Eric became good friends with Mike McCaffree. On another adventure in the great outdoors, Mike and Eric went on a float trip to the Elk River near Noel, Missouri. McCaffree had a broken arm, thus making E do all of the paddling on a river that barely has any current. Clearly, this was a well thought out plan, by McCaffree! Eric reminded him often.

Eric was caring and fun, but he also knew tragedy. Eric had lost his beloved older brother Russ to a tragic car accident. Others had experienced loss; one of our friends lost his dad tragically. At a party, I stepped outside and found Eric and our friend shedding some tears, encouraging each other over who they had lost. Eric was someone you could talk to. Eric lost his mother to cancer and his Gerald, to whom he was especially close, in 2007.

Latter years
Eric practiced law in Nevada for 20 years. He was an exceptional lawyer and enjoyed having to think quickly and communicate clearly with a line of reasoning. He developed an excitement for the preparation and the opportunity to be judged for his efforts.

He was not “cut-throat,” but cared about the individual. He fielded his fair share of divorce cases. The first two or three, he got the couples to reconcile. This did not help his bank account, but gave him satisfaction. The toughest part about the job was seeing homes divided and kids displaced. Eric was sensitive and surprisingly patient. He had a deep sense of the good. He was anchored morally and had a sense of what was right.

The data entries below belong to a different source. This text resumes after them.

//! Classified statement types
//!
//! Lines are classified one at a time, right before they run. Expressions
//! stay as source text because their meaning depends on which variables
//! exist at the moment they are evaluated.

use serde::{Deserialize, Serialize};

/// Declared type of a variable slot
#[derive(Debug, Clone, Copy, PartialEq, Eq, Serialize, Deserialize)]
#[serde(rename_all = "lowercase")]
pub enum VarType {
    Int,
    Float,
    Bool,
    #[serde(rename = "string")]
    Str,
}

impl VarType {
    /// Map a type keyword (either spelling) onto its canonical type
    ///
    /// Unknown type words declare a string slot, since such slots accept
    /// input verbatim.
    pub fn from_keyword(word: &str) -> Self {
        match word {
            "int" | "core" => VarType::Int,
            "float" | "flux" => VarType::Float,
            "bool" | "sig" => VarType::Bool,
            "string" | "glyph" => VarType::Str,
            _ => VarType::Str,
        }
    }
}

/// One `name` or `name = expr` entry of a declaration
#[derive(Debug, Clone, PartialEq, Serialize, Deserialize)]
pub struct Declarator {
    pub name: String,
    pub init: Option<String>,
}

/// Statement classified from a single line
#[derive(Debug, Clone, PartialEq, Serialize, Deserialize)]
#[serde(tag = "t")]
pub enum Stmt {
    /// `var int a, b = 1` / `shard core a, b = 1`
    Declare {
        ty: VarType,
        decls: Vec<Declarator>,
    },
    /// `input x` / `listen x`
    Input { name: String },
    /// `output expr` / `broadcast expr`
    Output { expr: String },
    /// `name = expr`
    Assign { name: String, expr: String },
    /// `if (test)` / `probe (test)` header; the blocks follow on later lines
    If { test: String },
    /// `while (test)` / `pulse (test)` header
    While { test: String },
    /// Brace lines, else-introducers and anything unrecognised
    Nop,
}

In 1996, Eric married the love of his life, Angie. Eric was a catch and so was Angie. They were a handsome couple. Angie had moved to our area from Iowa. She was a student at Iowa State. Eric and Angie’s love was so strong that it endured a long distance relationship, before the inventions of texting, email and unlimited long distance. They waited until 11 p.m. to talk on the phone, so as to have cheaper phone bills. Angie and Eric were married for 21 years. From this union were born three beautiful children: Abbey, Clay and Carter.

This is what Eric said in a text conversation I had with him just a month ago. We were bragging about our kids, or complaining about the challenges of life. Here’s what he said:

“Dave. I promise you, I’m fine. I know you married me to the best woman in the world, and for that I thank you. I’m happy to break bread with you but please don’t fret over my welfare.

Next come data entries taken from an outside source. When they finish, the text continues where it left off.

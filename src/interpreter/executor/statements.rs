//! Statement execution handlers
//!
//! Block frames classify their next line and either run it directly or,
//! for conditional and loop headers, collect the controlled blocks and
//! push frames for them.

use super::conditions::evaluate_condition;
use super::expressions::eval_expr;
use super::outbox::OutputEvent;
use super::types::{Declarator, Frame, FrameKind, Slot, Stmt, Val, VarType};
use super::vm::{Step, VM};
use crate::interpreter::classifier::classify;
use crate::interpreter::collector::{collect_if_else, collect_loop};
use tracing::debug;

/* ===================== Frame Handlers ===================== */

/// Execute the next line of a block frame
pub fn execute_block(vm: &mut VM, frame_idx: usize, idx: usize) -> Step {
    let Some(line) = vm.frames[frame_idx].lines.get(idx).cloned() else {
        // Block complete, pop frame
        vm.frames.pop();
        return Step::Continue;
    };

    let stmt = classify(&line);
    debug!(idx, line = %line, ?stmt, "execute line");

    match stmt {
        Stmt::If { test } => {
            let blocks = collect_if_else(&vm.frames[frame_idx].lines, idx);
            set_block_idx(vm, frame_idx, blocks.next);

            let taken = if evaluate_condition(&test, &vm.env) {
                blocks.then_block
            } else {
                blocks.else_block
            };
            if !taken.is_empty() {
                vm.frames.push(Frame::block(taken));
            }
            Step::Continue
        }

        Stmt::While { .. } => {
            let lp = collect_loop(&vm.frames[frame_idx].lines, idx);
            set_block_idx(vm, frame_idx, lp.next);
            vm.frames.push(Frame::while_loop(lp.test, lp.block));
            Step::Continue
        }

        other => {
            set_block_idx(vm, frame_idx, idx + 1);
            execute_simple(vm, other)
        }
    }
}

/// Execute a loop frame
///
/// The condition is re-tested each time the body block finishes.
pub fn execute_while(vm: &mut VM, frame_idx: usize, test: &str) -> Step {
    if evaluate_condition(test, &vm.env) {
        let body = vm.frames[frame_idx].lines.clone();
        vm.frames.push(Frame::block(body));
    } else {
        vm.frames.pop();
    }
    Step::Continue
}

/* ===================== Simple Statements ===================== */

fn execute_simple(vm: &mut VM, stmt: Stmt) -> Step {
    match stmt {
        Stmt::Declare { ty, decls } => {
            execute_declare(vm, ty, decls);
            Step::Continue
        }

        Stmt::Input { name } => {
            vm.suspend(name);
            Step::Done
        }

        Stmt::Output { expr } => {
            let value = eval_expr(&expr, &vm.env);
            vm.outbox.push(OutputEvent::output(value));
            Step::Continue
        }

        Stmt::Assign { name, expr } => {
            if vm.env.contains_key(&name) {
                let value = eval_expr(&expr, &vm.env);
                if let Some(slot) = vm.env.get_mut(&name) {
                    slot.value = value;
                }
            } else {
                debug!(var = %name, "assignment to undeclared variable ignored");
            }
            Step::Continue
        }

        // Headers are handled by execute_block
        Stmt::If { .. } | Stmt::While { .. } | Stmt::Nop => Step::Continue,
    }
}

/// Create (or re-create) each declared slot
///
/// Initializers run immediately, left to right, so later declarators can
/// read earlier ones.
fn execute_declare(vm: &mut VM, ty: VarType, decls: Vec<Declarator>) {
    for Declarator { name, init } in decls {
        let value = match init {
            Some(expr) => eval_expr(&expr, &vm.env),
            None => Val::Null,
        };
        vm.env.insert(name, Slot::new(ty, value));
    }
}

fn set_block_idx(vm: &mut VM, frame_idx: usize, next: usize) {
    if let FrameKind::Block { idx } = &mut vm.frames[frame_idx].kind {
        *idx = next;
    }
}
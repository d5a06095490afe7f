//! Program normalizer
//!
//! Turns free-form program text into the flat line sequence the executor
//! walks: every brace on its own line, all lines trimmed, blanks dropped,
//! and the program-entry wrapper removed.

/// Keywords that introduce the program-entry wrapper
pub const ENTRY_KEYWORDS: [&str; 2] = ["main", "nexus"];

/// Normalize program text into a flat line sequence
///
/// Missing wrapper pieces are tolerated: a program without a header or
/// without a closing brace normalizes to whatever lines it has.
pub fn normalize(source: &str) -> Vec<String> {
    let exploded = source.replace('{', "\n{\n").replace('}', "\n}\n");
    let mut lines: Vec<String> = exploded
        .lines()
        .map(str::trim)
        .filter(|line| !line.is_empty())
        .map(String::from)
        .collect();

    strip_entry_wrapper(&mut lines);
    lines
}

fn is_entry_header(line: &str) -> bool {
    ENTRY_KEYWORDS.iter().any(|kw| {
        line == *kw
            || line
                .strip_prefix(kw)
                .is_some_and(|rest| rest.starts_with(char::is_whitespace))
    })
}

fn strip_entry_wrapper(lines: &mut Vec<String>) {
    if lines.first().is_some_and(|line| is_entry_header(line)) {
        lines.remove(0);
        if lines.first().is_some_and(|line| line == "{") {
            lines.remove(0);
        }
    }

    if lines.last().is_some_and(|line| line == "}") {
        lines.pop();
    }
}
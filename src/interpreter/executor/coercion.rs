//! Input coercion
//!
//! Converts a raw string supplied by the host into the declared type of
//! the target slot. This is the only place the engine raises a fault.

use super::errors::RuntimeError;
use super::types::{Val, VarType};

/// Parse `raw` according to `ty`
pub fn coerce_input(raw: &str, ty: VarType) -> Result<Val, RuntimeError> {
    match ty {
        VarType::Int => parse_int_prefix(raw)
            .map(Val::Num)
            .ok_or_else(|| RuntimeError::ExpectedInteger(raw.to_string())),
        VarType::Float => parse_float_prefix(raw)
            .map(Val::Num)
            .ok_or_else(|| RuntimeError::ExpectedFloat(raw.to_string())),
        VarType::Bool => match raw {
            "true" | "1" => Ok(Val::Bool(true)),
            "false" | "0" => Ok(Val::Bool(false)),
            _ => Err(RuntimeError::ExpectedBoolean(raw.to_string())),
        },
        VarType::Str => Ok(Val::Str(raw.to_string())),
    }
}

/// Optional sign followed by leading decimal digits; trailing text is ignored
fn parse_int_prefix(raw: &str) -> Option<f64> {
    let s = raw.trim_start();
    let (negative, rest) = split_sign(s);
    let digits: &str = &rest[..rest
        .find(|c: char| !c.is_ascii_digit())
        .unwrap_or(rest.len())];
    if digits.is_empty() {
        return None;
    }
    let n: f64 = digits.parse().ok()?;
    Some(if negative { -n } else { n })
}

/// Longest leading decimal literal (with optional fraction and exponent)
fn parse_float_prefix(raw: &str) -> Option<f64> {
    let s = raw.trim_start();
    let (negative, rest) = split_sign(s);
    if rest.starts_with("Infinity") {
        return Some(if negative {
            f64::NEG_INFINITY
        } else {
            f64::INFINITY
        });
    }

    let bytes = rest.as_bytes();
    let mut end = 0;
    let mut mantissa_digits = 0;
    while end < bytes.len() && bytes[end].is_ascii_digit() {
        end += 1;
        mantissa_digits += 1;
    }
    if end < bytes.len() && bytes[end] == b'.' {
        end += 1;
        while end < bytes.len() && bytes[end].is_ascii_digit() {
            end += 1;
            mantissa_digits += 1;
        }
    }
    if mantissa_digits == 0 {
        return None;
    }

    // Exponent only counts when digits follow it
    if end < bytes.len() && (bytes[end] == b'e' || bytes[end] == b'E') {
        let mut exp_end = end + 1;
        if exp_end < bytes.len() && (bytes[exp_end] == b'+' || bytes[exp_end] == b'-') {
            exp_end += 1;
        }
        let exp_digits_start = exp_end;
        while exp_end < bytes.len() && bytes[exp_end].is_ascii_digit() {
            exp_end += 1;
        }
        if exp_end > exp_digits_start {
            end = exp_end;
        }
    }

    let n: f64 = rest[..end].trim_end_matches('.').parse().ok()?;
    Some(if negative { -n } else { n })
}

fn split_sign(s: &str) -> (bool, &str) {
    if let Some(rest) = s.strip_prefix('-') {
        (true, rest)
    } else if let Some(rest) = s.strip_prefix('+') {
        (false, rest)
    } else {
        (false, s)
    }
}

#[cfg(test)]
mod tests {
    use super::*;

    #[test]
    fn test_int_input() {
        assert_eq!(coerce_input("42", VarType::Int), Ok(Val::Num(42.0)));
        assert_eq!(coerce_input("  -7", VarType::Int), Ok(Val::Num(-7.0)));
        assert_eq!(coerce_input("3.9", VarType::Int), Ok(Val::Num(3.0)));
        assert_eq!(coerce_input("12abc", VarType::Int), Ok(Val::Num(12.0)));
        assert_eq!(
            coerce_input("abc", VarType::Int),
            Err(RuntimeError::ExpectedInteger("abc".to_string()))
        );
        assert!(coerce_input("", VarType::Int).is_err());
        assert!(coerce_input("-", VarType::Int).is_err());
    }

    #[test]
    fn test_float_input() {
        assert_eq!(coerce_input("2.5", VarType::Float), Ok(Val::Num(2.5)));
        assert_eq!(coerce_input(".5", VarType::Float), Ok(Val::Num(0.5)));
        assert_eq!(coerce_input("1e3x", VarType::Float), Ok(Val::Num(1000.0)));
        assert_eq!(coerce_input("4.", VarType::Float), Ok(Val::Num(4.0)));
        assert_eq!(coerce_input("7e", VarType::Float), Ok(Val::Num(7.0)));
        assert_eq!(
            coerce_input("-Infinity", VarType::Float),
            Ok(Val::Num(f64::NEG_INFINITY))
        );
        assert_eq!(
            coerce_input("x1", VarType::Float),
            Err(RuntimeError::ExpectedFloat("x1".to_string()))
        );
        assert!(coerce_input(".", VarType::Float).is_err());
    }

    #[test]
    fn test_bool_input() {
        assert_eq!(coerce_input("true", VarType::Bool), Ok(Val::Bool(true)));
        assert_eq!(coerce_input("1", VarType::Bool), Ok(Val::Bool(true)));
        assert_eq!(coerce_input("false", VarType::Bool), Ok(Val::Bool(false)));
        assert_eq!(coerce_input("0", VarType::Bool), Ok(Val::Bool(false)));
        assert_eq!(
            coerce_input("yes", VarType::Bool),
            Err(RuntimeError::ExpectedBoolean("yes".to_string()))
        );
        assert!(coerce_input("True", VarType::Bool).is_err());
    }

    #[test]
    fn test_string_input_is_verbatim() {
        assert_eq!(
            coerce_input("  hi there ", VarType::Str),
            Ok(Val::Str("  hi there ".to_string()))
        );
    }

    #[test]
    fn test_fault_messages() {
        let err = coerce_input("abc", VarType::Int).unwrap_err();
        assert_eq!(err.to_string(), "Invalid input: expected integer, got 'abc'");
        let err = coerce_input("maybe", VarType::Bool).unwrap_err();
        assert_eq!(
            err.to_string(),
            "Invalid input: expected boolean (true/false), got 'maybe'"
        );
    }
}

I’m absolutely fine. Clay missed state by two points this year. David Dade was the ref. He does a great job refereeing.

Abbie got a big scholarship when she graduated. She’s doing good things with it at MU. Has a 3.8+ gpa in the honors journalism program.

I don’t go around bragging to anyone else, but Clay has 3.9+ gpa, action-class, Varsity cross country, varsity wrestling, stucco, junior class vp., drum major. Angie and I are very fortunate. …. went to Missouri Scholars Academy at Mizzou last summer for three weeks, is going to Boys State this year, but I still want to pinch his head off for being such a jerk to his brother.

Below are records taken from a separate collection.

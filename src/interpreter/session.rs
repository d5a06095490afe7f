//! Host boundary for running programs
//!
//! The executor itself never calls out. A session drives it, hands queued
//! events to an [`OutputSink`], and answers suspensions from an
//! [`InputSource`]. When the source has nothing to give, the execution
//! stays parked and can be resumed later with [`Execution::provide_input`].

use super::executor::{
    step, Control, ExecError, OutputEvent, OutputKind, RuntimeError, Step, Val, VM,
};
use serde::{Deserialize, Serialize};
use std::collections::VecDeque;
use tracing::{debug, info_span};
use uuid::Uuid;

/* ===================== Callbacks ===================== */

/// Receives every output, completion and error event
pub trait OutputSink {
    fn emit(&mut self, value: &Val, kind: OutputKind);
}

impl<F> OutputSink for F
where
    F: FnMut(&Val, OutputKind),
{
    fn emit(&mut self, value: &Val, kind: OutputKind) {
        self(value, kind)
    }
}

/// Supplies raw values for input statements
///
/// Returning `None` leaves the execution suspended.
pub trait InputSource {
    fn request(&mut self, name: &str) -> Option<String>;
}

impl<F> InputSource for F
where
    F: FnMut(&str) -> Option<String>,
{
    fn request(&mut self, name: &str) -> Option<String> {
        self(name)
    }
}

/// Sink that records every event in order
#[derive(Debug, Clone, Default, PartialEq)]
pub struct Transcript {
    pub events: Vec<OutputEvent>,
}

impl Transcript {
    pub fn new() -> Self {
        Self::default()
    }

    /// Values of `output` events only
    pub fn outputs(&self) -> Vec<Val> {
        self.events
            .iter()
            .filter(|e| e.kind == OutputKind::Output)
            .map(|e| e.value.clone())
            .collect()
    }

    pub fn count(&self, kind: OutputKind) -> usize {
        self.events.iter().filter(|e| e.kind == kind).count()
    }
}

impl OutputSink for Transcript {
    fn emit(&mut self, value: &Val, kind: OutputKind) {
        self.events.push(OutputEvent {
            value: value.clone(),
            kind,
        });
    }
}

/// Source that answers requests from a fixed queue of values
#[derive(Debug, Clone, Default, PartialEq)]
pub struct ScriptedInput {
    pub values: VecDeque<String>,
}

impl ScriptedInput {
    pub fn new<I, S>(values: I) -> Self
    where
        I: IntoIterator<Item = S>,
        S: Into<String>,
    {
        ScriptedInput {
            values: values.into_iter().map(Into::into).collect(),
        }
    }
}

impl InputSource for ScriptedInput {
    fn request(&mut self, _name: &str) -> Option<String> {
        self.values.pop_front()
    }
}

/* ===================== Execution ===================== */

/// Where an execution currently stands
#[derive(Debug, Clone, PartialEq)]
pub enum RunStatus {
    /// Not stepped yet, or resumed and not yet driven again
    Running,
    /// Parked until a value for the named variable is provided
    AwaitingInput(String),
    Finished,
    Failed(RuntimeError),
}

/// One run of one program
#[derive(Debug, Clone, Serialize, Deserialize)]
pub struct Execution {
    pub id: Uuid,
    pub vm: VM,
}

impl Execution {
    pub fn new(source: &str) -> Self {
        Execution {
            id: Uuid::new_v4(),
            vm: VM::from_source(source),
        }
    }

    pub fn status(&self) -> RunStatus {
        match &self.vm.control {
            Control::None => RunStatus::Running,
            Control::Suspend(name) => RunStatus::AwaitingInput(name.clone()),
            Control::Throw(error) => RunStatus::Failed(error.clone()),
            Control::Finished => RunStatus::Finished,
        }
    }

    /// Run until finished, failed, or suspended with no input available
    ///
    /// Events reach the sink as soon as the step that produced them returns,
    /// so a program that never finishes still streams its output.
    pub fn drive<O, I>(&mut self, sink: &mut O, input: &mut I) -> RunStatus
    where
        O: OutputSink + ?Sized,
        I: InputSource + ?Sized,
    {
        let span = info_span!("execution", id = %self.id);
        let _enter = span.enter();

        loop {
            while step(&mut self.vm) == Step::Continue {
                if !self.vm.outbox.is_empty() {
                    self.flush(sink);
                }
            }
            self.flush(sink);

            let Some(name) = self.vm.pending_input().map(str::to_string) else {
                return self.status();
            };
            let Some(raw) = input.request(&name) else {
                debug!(var = %name, "no input available, parking");
                return RunStatus::AwaitingInput(name);
            };
            // Suspended was checked above, so this cannot be NotSuspended
            if let Err(error) = self.vm.resume(&raw) {
                debug!(%error, "resume rejected");
                return self.status();
            }
        }
    }

    /// Answer the pending input of a parked execution
    ///
    /// Call `drive` afterwards to continue running.
    pub fn provide_input(&mut self, raw: &str) -> Result<(), ExecError> {
        let span = info_span!("execution", id = %self.id);
        let _enter = span.enter();
        self.vm.resume(raw)
    }

    /// Serialize the execution, including a parked frame stack
    pub fn to_snapshot(&self) -> Result<String, ExecError> {
        Ok(serde_json::to_string_pretty(self)?)
    }

    pub fn from_snapshot(snapshot: &str) -> Result<Self, ExecError> {
        Ok(serde_json::from_str(snapshot)?)
    }

    fn flush<O: OutputSink + ?Sized>(&mut self, sink: &mut O) {
        for event in self.vm.outbox.drain() {
            sink.emit(&event.value, event.kind);
        }
    }
}

/// Run a program to completion (or until input runs out) in one call
pub fn execute<O, I>(source: &str, sink: &mut O, input: &mut I) -> RunStatus
where
    O: OutputSink + ?Sized,
    I: InputSource + ?Sized,
{
    Execution::new(source).drive(sink, input)
}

And he was quite fond of Carter. Even just recently, he bought Carter a cantaloupe because Carter liked cantaloupe. “Here you go buddy. Here’s your cantaloupe.” Carter participated in the 5th grade spelling bee and won third place. But even more important than his finish was the fact that he would “high-five,” his classmates, upon their successful attempts at difficult words. This blessed Eric and made him proud.

This is what Andy Remington posted:

On Friday this world lost another good man. I met Eric Landoll in high school, where we both participated in speech and debate. “E” was a top dog in the class and I used to love to watch him in action. After graduation and college, we both ended back in Nevada, where he began to practice law. Again, I was always in “awe” of his talents. Periodically we’d work together and I remember going to his office and telling him when Donetta was pregnant with Taylor Remington, and we talked about how some day our kids would know each other. We had always kept in touch and over the past few years had been in a group chat room where we spoke several times a day about everything from, politics, cooking, health issues, bragging about our kids, and many “unmentionable” topics as many of you can imagine! Those conversations helped me keep my sanity a lot of days. One thing I’m positive about “E” is that he loved his wife and kids more than anything. Those kids are the most polite, well mannered, and smartest children you’d ever meet. I know a lot of people are going to miss “E”, especially myself and “The Knights of the Golden Hog.” Take care buddy and hope to see you again some day.

I believe that Eric would have liked to be remembered as a hardworking, kind, and helpful soul who loved his family and loved his friends. We were better for having known him. And we can thank God that we had the privilege.

It is easy to let such an event pass with the pain, but with little to no spiritual effect. What would God tell you today? And as we grieve in the days, months and years ahead, may you be reminded that God has given you life and so life must be lived with Jesus at its center. May God bless you and hold you in the palm of His hand. Amen.

The following is a letter that Eric’s seventeen-year-old son, Clay, wrote to his dad on June 22, 2016:

Dear Dad,
In PSD (Personal and Social Dynamics), we were told to think of who we admire/look up to most in our lives. It was a hard question, because I love you and Mom equally, but when it comes to who has taught me more about how to be a man someday, you took the cake. Now that I have an image of you eating pineapple upside-down cake, I can thank you for the unmeasurable amount of effort you have put into being such a gigantic part of my life.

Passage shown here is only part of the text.